Optimised TSO–DSO interaction in unbalanced networks through frequency‐responsive EV clusters in virtual power plants
Author(s) -
Sanchez Gorostiza Francisco,
GonzalezLongatt Francisco
Publication year - 2020
Publication title -
iet generation, transmission and distribution
Language(s) - English
Resource type - Journals
SCImago Journal Rank - 0.92
H-Index - 110
eISSN - 1751-8695
pISSN - 1751-8687
DOI - 10.1049/iet-gtd.2019.1947
Subject(s) - distributed generation , harmony search , frequency deviation , electric power system , engineering , grid , converters , power (physics) , ac power , automatic frequency control , computer science , simulation , renewable energy , electrical engineering , voltage , physics , quantum mechanics , geometry , mathematics , artificial intelligence
The increased penetration of distributed energy resources (DERs) installed in distribution networks via power electronic converters reduces the overall rotating inertia of the power system, causing faster frequency dynamics after a large disturbance.

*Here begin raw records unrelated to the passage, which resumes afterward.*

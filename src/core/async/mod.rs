//! Concurrent implementations of core components
//!
//! This module provides thread-safe counterparts of the in-memory ledger and
//! the bulk coordinator, using DashMap for per-record locking.
//!
//! # Architecture
//!
//! - **SharedLedger**: Thread-safe payout ledger using DashMap
//! - **BulkProcessor**: Runs bulk transitions and report imports across tokio
//!   tasks, partitioned by beneficiary
//!
//! # Thread Safety
//!
//! - Operations on different requests proceed in parallel
//! - Operations on the same request are serialized by its entry lock
//! - No global locks
//!
//! Results are identical to the sequential path: same succeeded/failed
//! lists, same order, same warnings.

pub mod bulk_processor;
pub mod shared_ledger;

pub use bulk_processor::BulkProcessor;
pub use shared_ledger::SharedLedger;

However, these DERs coupled with energy storage systems (ESSs) can be managed to provide valuable grid support functions such as fast frequency response (FFR) and assist the transmission system operator (TSO) in frequency control. In this study, single‐ and three‐phase clusters of electric vehicles (EVs), acting as mobile‐ESSs, are grouped together as virtual power plants (VPPs) to centralise the provision of FFR for the distribution system operator (DSO) whilst considering network unbalance. Furthermore, the parameters of the EV clusters within each VPP are optimised to minimise the inertia‐weighed maximum frequency deviation following a disturbance whilst adhering to network security and power quality constraints. To this aim, a variant of the metaheuristic optimisation algorithm called improved harmony search is used for the optimisation process. Finally, the merits of the proposed methodology are shown with an illustrative example of an unbalanced three‐phase transmission and distribution network modelled in DIgSILENT PowerFactory. The results show that clusters of EVs grouped as VPPs effectively improve frequency support via the TSO–DSO interaction.